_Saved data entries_
//! Shared wire-message DTOs for the `services/node` and
//! `services/controller` demo binaries.
//!
//! Real Matter TLV encoding is an external primitive (spec.md §1) and the
//! cluster data-model is an opaque `Schema` collaborator; this crate is the
//! concrete, JSON-based substitute the two binaries serialize application
//! payloads against, the same role `rt-protocol` plays for the
//! forwarder/receiver/server binaries: one shared, versioned vocabulary
//! instead of each side hand-rolling its own framing.
//!
//! Every message here rides inside a `matter-codec::Packet`'s `payload`
//! (for the unsecured PASE/CASE handshake) or behind AEAD (for the
//! Interaction Model protocol, once a session is secure); this crate only
//! owns the *contents* of that payload.

use serde::{Deserialize, Serialize};
use serde_json::Value;

pub mod protocol {
    //! Protocol IDs and opcodes, matching the Matter core specification's
    //! own numbering for the Secure Channel and Interaction Model
    //! protocols (the numbering itself is a wire-format detail in scope;
    //! the TLV payload shape behind each opcode is not, per spec.md §1).

    pub const SECURE_CHANNEL: u16 = 0x0000;
    pub const INTERACTION_MODEL: u16 = 0x0001;

    pub mod secure_channel_opcode {
        pub const PBKDF_PARAM_REQUEST: u8 = 0x20;
        pub const PBKDF_PARAM_RESPONSE: u8 = 0x21;
        pub const PASE_PAKE1: u8 = 0x22;
        pub const PASE_PAKE2: u8 = 0x23;
        pub const PASE_PAKE3: u8 = 0x24;
        pub const CASE_SIGMA1: u8 = 0x30;
        pub const CASE_SIGMA2: u8 = 0x31;
        pub const CASE_SIGMA3: u8 = 0x32;
        pub const CASE_SIGMA2_RESUME: u8 = 0x33;
        pub const STATUS_REPORT: u8 = 0x40;
    }

    pub mod im_opcode {
        pub const STATUS_RESPONSE: u8 = 0x01;
        pub const READ_REQUEST: u8 = 0x02;
        pub const SUBSCRIBE_REQUEST: u8 = 0x03;
        pub const SUBSCRIBE_RESPONSE: u8 = 0x04;
        pub const REPORT_DATA: u8 = 0x05;
        pub const WRITE_REQUEST: u8 = 0x06;
        pub const WRITE_RESPONSE: u8 = 0x07;
        pub const INVOKE_REQUEST: u8 = 0x08;
        pub const INVOKE_RESPONSE: u8 = 0x09;
        pub const TIMED_REQUEST: u8 = 0x0A;
    }

    /// spec.md §4.J: Bulk Data eXchange, used for OTA image transfer.
    pub const BDX: u16 = 0x0002;

    pub mod bdx_opcode {
        pub const SEND_INIT: u8 = 0x01;
        pub const SEND_ACCEPT: u8 = 0x02;
        pub const RECEIVE_INIT: u8 = 0x03;
        pub const RECEIVE_ACCEPT: u8 = 0x04;
        pub const BLOCK_QUERY: u8 = 0x05;
        pub const BLOCK: u8 = 0x06;
        pub const BLOCK_EOF: u8 = 0x07;
        pub const BLOCK_ACK: u8 = 0x08;
        pub const BLOCK_ACK_EOF: u8 = 0x09;
        pub const BLOCK_QUERY_WITH_SKIP: u8 = 0x0A;
        pub const BLOCK_STATUS_REPORT: u8 = 0x0B;
    }
}

// ---------------------------------------------------------------------------
// Secure Channel: PASE
// ---------------------------------------------------------------------------

#[derive(Debug, Clone, Serialize, Deserialize)]
pub struct WirePbkdfParamRequest {
    pub initiator_random: Vec<u8>,
    pub initiator_session_id: u16,
    pub passcode_id: u16,
    pub has_pbkdf_params: bool,
}

#[derive(Debug, Clone, Serialize, Deserialize)]
pub struct WirePbkdfParamResponse {
    pub responder_random: Vec<u8>,
    pub responder_session_id: u16,
    pub pbkdf_iterations: Option<u32>,
    pub pbkdf_salt: Option<Vec<u8>>,
}

#[derive(Debug, Clone, Serialize, Deserialize)]
pub struct WirePake1 {
    pub x: Vec<u8>,
}

#[derive(Debug, Clone, Serialize, Deserialize)]
pub struct WirePake2 {
    pub y: Vec<u8>,
    pub h_bx: Vec<u8>,
}

#[derive(Debug, Clone, Serialize, Deserialize)]
pub struct WirePake3 {
    pub h_ay: Vec<u8>,
}

// ---------------------------------------------------------------------------
// Secure Channel: CASE
// ---------------------------------------------------------------------------

#[derive(Debug, Clone, Serialize, Deserialize)]
pub struct WireSigma1 {
    pub initiator_random: Vec<u8>,
    pub initiator_session_id: u16,
    pub destination_id: Vec<u8>,
    pub initiator_eph_public_key: Vec<u8>,
    pub resumption_id: Option<Vec<u8>>,
    pub resume_mic: Option<Vec<u8>>,
}

#[derive(Debug, Clone, Serialize, Deserialize)]
pub struct WireSigma2 {
    pub responder_random: Vec<u8>,
    pub responder_session_id: u16,
    pub responder_eph_public_key: Vec<u8>,
    pub responder_noc: Vec<u8>,
    pub responder_icac: Option<Vec<u8>>,
    pub responder_rcac: Vec<u8>,
    pub signature: Vec<u8>,
}

#[derive(Debug, Clone, Serialize, Deserialize)]
pub struct WireSigma3 {
    pub initiator_noc: Vec<u8>,
    pub initiator_icac: Option<Vec<u8>>,
    pub initiator_rcac: Vec<u8>,
    pub signature: Vec<u8>,
}

#[derive(Debug, Clone, Serialize, Deserialize)]
pub struct WireStatusReport {
    pub general_code: u16,
    pub protocol_id: u32,
    pub protocol_code: u16,
}

// ---------------------------------------------------------------------------
// Interaction Model
// ---------------------------------------------------------------------------

#[derive(Debug, Clone, Serialize, Deserialize)]
pub struct WireAttributePath {
    pub endpoint: Option<u16>,
    pub cluster: Option<u32>,
    pub attribute: Option<u32>,
    pub list_index: Option<u16>,
}

#[derive(Debug, Clone, Serialize, Deserialize)]
pub struct WireEventPath {
    pub endpoint: Option<u16>,
    pub cluster: Option<u32>,
    pub event: Option<u32>,
    pub event_min: Option<u64>,
}

#[derive(Debug, Clone, Serialize, Deserialize)]
pub struct WireDataVersionFilter {
    pub endpoint: u16,
    pub cluster: u32,
    pub data_version: u32,
}

#[derive(Debug, Clone, Serialize, Deserialize)]
pub struct WireReadRequest {
    pub attribute_paths: Vec<WireAttributePath>,
    pub event_paths: Vec<WireEventPath>,
    pub data_version_filters: Vec<WireDataVersionFilter>,
    pub is_fabric_filtered: bool,
}

#[derive(Debug, Clone, Serialize, Deserialize)]
#[serde(tag = "kind")]
pub enum WireReportChunk {
    Attribute { endpoint: u16, cluster: u32, attribute: u32, data_version: u32, value: Value },
    AttributeStatus { endpoint: u16, cluster: u32, attribute: u32, status: u8 },
    Event { endpoint: u16, cluster: u32, event: u32, event_number: u64, value: Value },
}

#[derive(Debug, Clone, Serialize, Deserialize)]
pub struct WireReportData {
    pub chunks: Vec<WireReportChunk>,
    /// Set on a subscription's ongoing reports; absent on a plain Read's
    /// final chunk stream.
    pub subscription_id: Option<u32>,
    pub more_chunked_messages: bool,
}

#[derive(Debug, Clone, Copy, PartialEq, Eq, Serialize, Deserialize)]
pub enum WireListOp {
    Replace,
    Append,
    Remove,
}

#[derive(Debug, Clone, Serialize, Deserialize)]
pub struct WireAttributeData {
    pub endpoint: u16,
    pub cluster: u32,
    pub attribute: u32,
    pub value: Value,
    pub data_version: Option<u32>,
    pub list_op: WireListOp,
}

/// spec.md §4.G.3/.4: arms the `TimedInteractionGuard` for the exchange it
/// rides on; the following Write or Invoke on that same exchange must land
/// inside `timeout_ms` of this message being processed.
#[derive(Debug, Clone, Serialize, Deserialize)]
pub struct WireTimedRequest {
    pub timeout_ms: u16,
}

#[derive(Debug, Clone, Serialize, Deserialize)]
pub struct WireWriteRequest {
    pub writes: Vec<WireAttributeData>,
    pub timed: bool,
    pub suppress_response: bool,
}

#[derive(Debug, Clone, Serialize, Deserialize)]
pub struct WireWriteStatus {
    pub endpoint: u16,
    pub cluster: u32,
    pub attribute: u32,
    pub status: u8,
}

#[derive(Debug, Clone, Serialize, Deserialize)]
pub struct WireWriteResponse {
    pub statuses: Vec<WireWriteStatus>,
}

#[derive(Debug, Clone, Serialize, Deserialize)]
pub struct WireCommandData {
    pub endpoint: u16,
    pub cluster: u32,
    pub command: u32,
    pub fields: Value,
}

#[derive(Debug, Clone, Serialize, Deserialize)]
pub struct WireInvokeRequest {
    pub commands: Vec<WireCommandData>,
    pub timed: bool,
}

#[derive(Debug, Clone, Serialize, Deserialize)]
#[serde(tag = "kind")]
pub enum WireInvokeResponse {
    Value { endpoint: u16, cluster: u32, command: u32, value: Value },
    StatusSuccess { endpoint: u16, cluster: u32, command: u32 },
    StatusError { endpoint: u16, cluster: u32, command: u32, status: u8, cluster_status: Option<u8> },
}

#[derive(Debug, Clone, Serialize, Deserialize)]
pub struct WireInvokeResponseEnvelope {
    pub responses: Vec<WireInvokeResponse>,
}

#[derive(Debug, Clone, Serialize, Deserialize)]
pub struct WireSubscribeRequest {
    pub min_interval_secs: u16,
    pub max_interval_secs: u16,
    pub attribute_paths: Vec<WireAttributePath>,
    pub event_paths: Vec<WireEventPath>,
    pub data_version_filters: Vec<WireDataVersionFilter>,
    pub is_fabric_filtered: bool,
    pub keep_subscriptions: bool,
}

#[derive(Debug, Clone, Serialize, Deserialize)]
pub struct WireSubscribeResponse {
    pub subscription_id: u32,
    pub min_interval_secs: u16,
    pub max_interval_secs: u16,
}

#[derive(Debug, Clone, Serialize, Deserialize)]
pub struct WireStatusResponse {
    pub status: u8,
}

// ---------------------------------------------------------------------------
// Bulk Data eXchange
// ---------------------------------------------------------------------------

#[derive(Debug, Clone, Copy, Serialize, Deserialize)]
pub struct WireTransferInitFlags {
    pub sender_drive: bool,
    pub receiver_drive: bool,
    pub asynchronous: bool,
}

#[derive(Debug, Clone, Serialize, Deserialize)]
pub struct WireSendInit {
    pub flags: WireTransferInitFlags,
    pub file_designator: String,
    pub max_block_size: u16,
    pub file_length: Option<u64>,
}

#[derive(Debug, Clone, Serialize, Deserialize)]
pub struct WireReceiveInit {
    pub flags: WireTransferInitFlags,
    pub file_designator: String,
    pub max_block_size: u16,
}

#[derive(Debug, Clone, Serialize, Deserialize)]
pub struct WireSendAccept {
    pub flags: WireTransferInitFlags,
    pub block_size: u16,
}

#[derive(Debug, Clone, Serialize, Deserialize)]
pub struct WireReceiveAccept {
    pub flags: WireTransferInitFlags,
    pub block_size: u16,
    pub file_length: Option<u64>,
}

/// Carries both `Block` and `BlockEof` (the opcode alone distinguishes them).
#[derive(Debug, Clone, Serialize, Deserialize)]
pub struct WireBlock {
    pub counter: u32,
    pub data: Vec<u8>,
}

/// Carries both `BlockAck` and `BlockAckEof`.
#[derive(Debug, Clone, Copy, Serialize, Deserialize)]
pub struct WireBlockAck {
    pub counter: u32,
}

#[derive(Debug, Clone, Copy, Serialize, Deserialize)]
pub struct WireBlockQuery {
    pub counter: u32,
}

#[derive(Debug, Clone, Copy, Serialize, Deserialize)]
pub struct WireBlockQueryWithSkip {
    pub counter: u32,
    pub bytes_to_skip: u64,
}

#[derive(Debug, Clone, Copy, Serialize, Deserialize)]
pub struct WireBlockStatusReport {
    pub status: u8,
}

#[cfg(test)]
mod tests {
    use super::*;

    #[test]
    fn read_request_round_trips_through_json() {
        let request = WireReadRequest {
            attribute_paths: vec![WireAttributePath { endpoint: Some(1), cluster: Some(6), attribute: None, list_index: None }],
            event_paths: vec![],
            data_version_filters: vec![],
            is_fabric_filtered: false,
        };
        let bytes = serde_json::to_vec(&request).unwrap();
        let back: WireReadRequest = serde_json::from_slice(&bytes).unwrap();
        assert_eq!(back.attribute_paths.len(), 1);
        assert_eq!(back.attribute_paths[0].cluster, Some(6));
    }

    #[test]
    fn report_chunk_variants_round_trip_with_tagged_kind() {
        let chunk = WireReportChunk::Attribute { endpoint: 1, cluster: 6, attribute: 0, data_version: 3, value: serde_json::json!(true) };
        let bytes = serde_json::to_vec(&chunk).unwrap();
        assert!(String::from_utf8(bytes.clone()).unwrap().contains("\"kind\":\"Attribute\""));
        let back: WireReportChunk = serde_json::from_slice(&bytes).unwrap();
        match back {
            WireReportChunk::Attribute { data_version, value, .. } => {
                assert_eq!(data_version, 3);
                assert_eq!(value, serde_json::json!(true));
            }
            _ => panic!("wrong variant"),
        }
    }
}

_Assignment_
Look through the data above and return exactly the lines from the one that contains "pub mod im_opcode" to the one that contains "pub struct WirePbkdfParamRequest", inclusive, with nothing else.

_Solution_
    pub mod im_opcode {
        pub const STATUS_RESPONSE: u8 = 0x01;
        pub const READ_REQUEST: u8 = 0x02;
        pub const SUBSCRIBE_REQUEST: u8 = 0x03;
        pub const SUBSCRIBE_RESPONSE: u8 = 0x04;
        pub const REPORT_DATA: u8 = 0x05;
        pub const WRITE_REQUEST: u8 = 0x06;
        pub const WRITE_RESPONSE: u8 = 0x07;
        pub const INVOKE_REQUEST: u8 = 0x08;
        pub const INVOKE_RESPONSE: u8 = 0x09;
        pub const TIMED_REQUEST: u8 = 0x0A;
    }

    /// spec.md §4.J: Bulk Data eXchange, used for OTA image transfer.
    pub const BDX: u16 = 0x0002;

    pub mod bdx_opcode {
        pub const SEND_INIT: u8 = 0x01;
        pub const SEND_ACCEPT: u8 = 0x02;
        pub const RECEIVE_INIT: u8 = 0x03;
        pub const RECEIVE_ACCEPT: u8 = 0x04;
        pub const BLOCK_QUERY: u8 = 0x05;
        pub const BLOCK: u8 = 0x06;
        pub const BLOCK_EOF: u8 = 0x07;
        pub const BLOCK_ACK: u8 = 0x08;
        pub const BLOCK_ACK_EOF: u8 = 0x09;
        pub const BLOCK_QUERY_WITH_SKIP: u8 = 0x0A;
        pub const BLOCK_STATUS_REPORT: u8 = 0x0B;
    }
}

// ---------------------------------------------------------------------------
// Secure Channel: PASE
// ---------------------------------------------------------------------------

#[derive(Debug, Clone, Serialize, Deserialize)]
pub struct WirePbkdfParamRequest {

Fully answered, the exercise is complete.